Por eso es que sostiene que la decisión de seguir o no en una terapia no se debería evaluar por la eficiencia, ya que “los procesos terapéuticos no pueden medirse con la idea de avanzar o no avanzar, es la misma idea de si sirve o no sirve. Más bien es la revalorización del encuentro con otro que re simboliza mi propia historia y eso se desarrolla en otro registro. No es una tecnología del yo o de la eficiencia”.

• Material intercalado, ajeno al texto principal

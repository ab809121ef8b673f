//! Per-flow TCP analysis: sequence coverage, arrival order, and windowed
//! aggregation over packet timestamps.

pub mod classify;
pub mod coverage;
pub mod order;
pub mod stats;
pub mod window;

pub use classify::{classify, Classification, FlowClassifier, PacketFlags};
pub use coverage::CoverageSet;
pub use stats::{Distribution, StatsError};
pub use window::{BinGaps, BinWidth, CoarseBin, MicroBin};
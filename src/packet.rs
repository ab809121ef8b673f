//! Typed per-packet records and per-flow grouping.

use ahash::AHashMap;
use serde::Serialize;

/// Identifier of a TCP conversation (the dissector's stream index).
pub type FlowId = u64;

/// One TCP segment as seen on the wire.
#[derive(Debug, Clone, Copy, PartialEq, Serialize)]
pub struct PacketRecord {
    /// Capture timestamp, seconds since epoch.
    pub timestamp: f64,
    pub flow_id: FlowId,
    /// Relative sequence number of the first payload byte.
    pub seq: u64,
    pub payload_len: u32,
    /// Bytes on the wire, headers included.
    pub frame_len: u32,
}

/// Payload-bearing packets of one flow in arrival order.
#[derive(Debug, Clone)]
pub struct FlowPackets {
    pub flow_id: FlowId,
    pub packets: Vec<PacketRecord>,
}

impl FlowPackets {
    pub fn timestamps(&self) -> Vec<f64> {
        self.packets.iter().map(|p| p.timestamp).collect()
    }
}

/// Split a capture into flows, keeping only segments that carry payload.
///
/// Each flow is stably sorted by timestamp, so packets sharing a timestamp
/// keep their capture order. Flows are returned in ascending id order.
pub fn group_flows(packets: &[PacketRecord]) -> Vec<FlowPackets> {
    let mut by_flow: AHashMap<FlowId, Vec<PacketRecord>> = AHashMap::new();
    for packet in packets.iter().filter(|p| p.payload_len > 0) {
        by_flow.entry(packet.flow_id).or_default().push(*packet);
    }

    let mut flows: Vec<FlowPackets> = by_flow
        .into_iter()
        .map(|(flow_id, mut packets)| {
            packets.sort_by(|a, b| a.timestamp.total_cmp(&b.timestamp));
            FlowPackets { flow_id, packets }
        })
        .collect();
    flows.sort_by_key(|f| f.flow_id);
    flows
}
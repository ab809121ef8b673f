//! Whole-sample distribution statistics.

use serde::Serialize;
use std::fmt;

/// Probabilities reported by [`Distribution`], in ascending order.
pub const DISTRIBUTION_PROBS: [f64; 7] = [0.001, 0.01, 0.1, 0.5, 0.9, 0.99, 0.999];

#[derive(Debug, Clone, Copy, PartialEq, Eq)]
pub enum StatsError {
    /// Quantiles were requested over zero samples.
    EmptySample,
}

impl fmt::Display for StatsError {
    fn fmt(&self, f: &mut fmt::Formatter<'_>) -> fmt::Result {
        match self {
            StatsError::EmptySample => write!(f, "cannot summarise an empty sample"),
        }
    }
}

impl std::error::Error for StatsError {}

/// Summary of a numeric sample.
#[derive(Debug, Clone, Copy, PartialEq, Serialize)]
pub struct Distribution {
    pub count: usize,
    pub mean: f64,
    /// Population standard deviation.
    pub std: f64,
    pub min: f64,
    pub max: f64,
    pub p0_1: f64,
    pub p1: f64,
    pub p10: f64,
    pub p50: f64,
    pub p90: f64,
    pub p99: f64,
    pub p99_9: f64,
}

impl Distribution {
    pub fn from_samples(samples: &[f64]) -> Result<Self, StatsError> {
        if samples.is_empty() {
            return Err(StatsError::EmptySample);
        }

        let n = samples.len() as f64;
        let mean = samples.iter().sum::<f64>() / n;
        let variance = samples.iter().map(|x| (x - mean) * (x - mean)).sum::<f64>() / n;

        let sorted = sorted_copy(samples);
        let q = DISTRIBUTION_PROBS.map(|p| quantile_sorted(&sorted, p));

        Ok(Distribution {
            count: samples.len(),
            mean,
            std: variance.sqrt(),
            min: sorted[0],
            max: sorted[sorted.len() - 1],
            p0_1: q[0],
            p1: q[1],
            p10: q[2],
            p50: q[3],
            p90: q[4],
            p99: q[5],
            p99_9: q[6],
        })
    }

    /// Quantiles in the order of [`DISTRIBUTION_PROBS`].
    pub fn quantiles(&self) -> [f64; 7] {
        [
            self.p0_1, self.p1, self.p10, self.p50, self.p90, self.p99, self.p99_9,
        ]
    }
}

/// Quantiles of `samples` at each probability in `probs`.
pub fn quantiles(samples: &[f64], probs: &[f64]) -> Result<Vec<f64>, StatsError> {
    if samples.is_empty() {
        return Err(StatsError::EmptySample);
    }
    let sorted = sorted_copy(samples);
    Ok(probs.iter().map(|&p| quantile_sorted(&sorted, p)).collect())
}

/// Linear interpolation between the order statistics around `(n - 1) * p`.
///
/// `sorted` must be non-empty and ascending; `p` is clamped to `[0, 1]`.
pub fn quantile_sorted(sorted: &[f64], p: f64) -> f64 {
    debug_assert!(!sorted.is_empty());
    let h = (sorted.len() - 1) as f64 * p.clamp(0.0, 1.0);
    let lo = h.floor() as usize;
    let hi = (lo + 1).min(sorted.len() - 1);
    let frac = h - lo as f64;
    let value = sorted[lo] + frac * (sorted[hi] - sorted[lo]);
    // Rounding in the subtraction must not push the result past either neighbour.
    value.clamp(sorted[lo], sorted[hi])
}

fn sorted_copy(samples: &[f64]) -> Vec<f64> {
    let mut sorted = samples.to_vec();
    sorted.sort_unstable_by(|a, b| a.total_cmp(b));
    sorted
}
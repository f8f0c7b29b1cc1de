// File: crates/chart-core/src/stocks.rs
// Summary: In-memory stock catalog backing the list and detail screens.

use serde::{Deserialize, Serialize};

use crate::theme::{nice_color_for, GAIN, LOSS};
use crate::types::Rgba;

#[derive(Clone, Debug, PartialEq, Serialize, Deserialize)]
pub struct Stock {
    pub symbol: String,
    pub company_name: String,
    pub price: f64,
    pub change_percent: f64,
    pub market_cap: String,
    pub pe_ratio: f64,
    pub volume: String,
    pub description: String,
}

impl Stock {
    #[allow(clippy::too_many_arguments)]
    fn new(
        symbol: &str,
        company_name: &str,
        price: f64,
        change_percent: f64,
        market_cap: &str,
        pe_ratio: f64,
        volume: &str,
        description: &str,
    ) -> Self {
        Self {
            symbol: symbol.into(),
            company_name: company_name.into(),
            price,
            change_percent,
            market_cap: market_cap.into(),
            pe_ratio,
            volume: volume.into(),
            description: description.into(),
        }
    }

    pub fn is_gaining(&self) -> bool { self.change_percent >= 0.0 }

    /// Colour for the change figure.
    pub fn change_color(&self) -> Rgba {
        if self.is_gaining() { GAIN } else { LOSS }
    }

    /// Card background on the list screen.
    pub fn card_color(&self) -> Rgba { nice_color_for(&self.symbol) }

    /// Lines shown on the detail screen.
    pub fn detail_lines(&self) -> Vec<String> {
        vec![
            format!("Symbol: {}", self.symbol),
            format!("Price: ${}", self.price),
            format!("Change: {}%", self.change_percent),
            format!("Market Cap: {}", self.market_cap),
            format!("P/E Ratio: {}", self.pe_ratio),
            format!("Volume: {}", self.volume),
            format!("Description: {}", self.description),
        ]
    }
}

pub fn catalog() -> Vec<Stock> {
    vec![
        Stock::new("AAPL", "Apple Inc.", 192.53, 1.25, "3.12T", 29.8, "12.5M",
            "Leading tech company specializing in consumer electronics and software."),
        Stock::new("MSFT", "Microsoft Corporation", 447.67, -0.85, "3.33T", 38.2, "8.9M",
            "Global leader in software, cloud computing, and AI solutions."),
        Stock::new("GOOGL", "Alphabet Inc.", 183.45, 2.10, "2.27T", 27.4, "15.3M",
            "Parent company of Google, focusing on search, ads, and cloud services."),
    ]
}

/// Look up `symbol`; unknown symbols fall back to the first stock.
pub fn find_or_first(stocks: &[Stock], symbol: &str) -> Option<Stock> {
    stocks
        .iter()
        .find(|s| s.symbol == symbol)
        .or_else(|| stocks.first())
        .cloned()
}
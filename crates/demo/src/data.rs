// File: crates/demo/src/data.rs
// Summary: Load a dataset from CSV: epoch-ms timestamp column followed by one column per series.

use anyhow::{Context, Result};
use std::path::Path;
use stockline_core::theme::NICE_COLORS;
use stockline_core::{Dataset, Point, Series};
use tracing::{info, warn};

pub fn load_dataset_csv(path: &Path) -> Result<Dataset> {
    let rdr = csv::ReaderBuilder::new()
        .has_headers(true)
        .from_path(path)
        .with_context(|| format!("opening {}", path.display()))?;
    let label = path
        .file_stem()
        .and_then(|s| s.to_str())
        .unwrap_or("dataset")
        .to_string();
    read_dataset(rdr, label)
}

pub fn read_dataset<R: std::io::Read>(mut rdr: csv::Reader<R>, label: String) -> Result<Dataset> {
    let headers = rdr.headers()?.clone();
    if headers.len() < 2 {
        anyhow::bail!("expected a timestamp column and at least one series column, got {} columns", headers.len());
    }

    let mut dataset = Dataset::new(label);
    for (i, name) in headers.iter().skip(1).enumerate() {
        dataset.add_series(Series::new(name.trim(), NICE_COLORS[i % NICE_COLORS.len()], Vec::new()));
    }

    for (row, rec) in rdr.records().enumerate() {
        let rec = rec.with_context(|| format!("reading row {}", row + 1))?;
        let Some(ts) = rec.get(0).and_then(|s| s.trim().parse::<i64>().ok()) else {
            warn!(row = row + 1, "skipping row with unparseable timestamp");
            continue;
        };
        for (series, cell) in dataset.series.iter_mut().zip(rec.iter().skip(1)) {
            let cell = cell.trim();
            if cell.is_empty() {
                continue;
            }
            match cell.parse::<f64>() {
                Ok(v) => series.points.push(Point::new(ts, v)),
                Err(_) => warn!(row = row + 1, series = %series.label, cell, "skipping unparseable value"),
            }
        }
    }

    info!(
        series = dataset.series.len(),
        points = dataset.points().count(),
        "loaded csv dataset"
    );
    Ok(dataset)
}

#[cfg(test)]
mod tests {
    use super::*;

    fn read(text: &str) -> Result<Dataset> {
        read_dataset(csv::Reader::from_reader(text.as_bytes()), "t".into())
    }

    #[test]
    fn one_series_per_column() {
        let ds = read("ts,temp,hum\n0,1.5,40\n10,2.5,\n20,x,42\n").unwrap();
        assert_eq!(ds.series.len(), 2);
        assert_eq!(ds.series[0].label, "temp");
        assert_eq!(ds.series[0].points, vec![Point::new(0, 1.5), Point::new(10, 2.5)]);
        assert_eq!(ds.series[1].points, vec![Point::new(0, 40.0), Point::new(20, 42.0)]);
    }

    #[test]
    fn bad_timestamp_rows_are_skipped() {
        let ds = read("ts,v\nnope,1\n5,2\n").unwrap();
        assert_eq!(ds.series[0].points, vec![Point::new(5, 2.0)]);
    }

    #[test]
    fn needs_a_series_column() {
        assert!(read("ts\n1\n").is_err());
    }
}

Y eso es lo que vivió Natalia. “Luego de resolver el tema puntual de ansiedad generalizada comenzamos a profundizar y explorar en episodios de mi infancia. Fue un trabajo lento en el que en algunas sesiones sentía que había salido igual que cuando entré y en otras, que la vida me había cambiado. Reconozco que en momentos pensé en dejarla, porque hacer terapia implica un costo económico importante, pero llegó un día en el que me di cuenta hacia dónde me habían llevado las horas invertidas. Habíamos confeccionado un retrato de mi infancia para entender muchas cosas sobre mí. Por ejemplo, comprendí la importancia de la figura de mi madre en mi poca capacidad de poner mis intereses frente a los de mis cercanos”, dice. “Fue muy lindo y enriquecedor poder vivir la terapia así, sin la intención de curar nada, solo con el objetivo de dejar fluir mis pensamientos y conocerme un poco más”.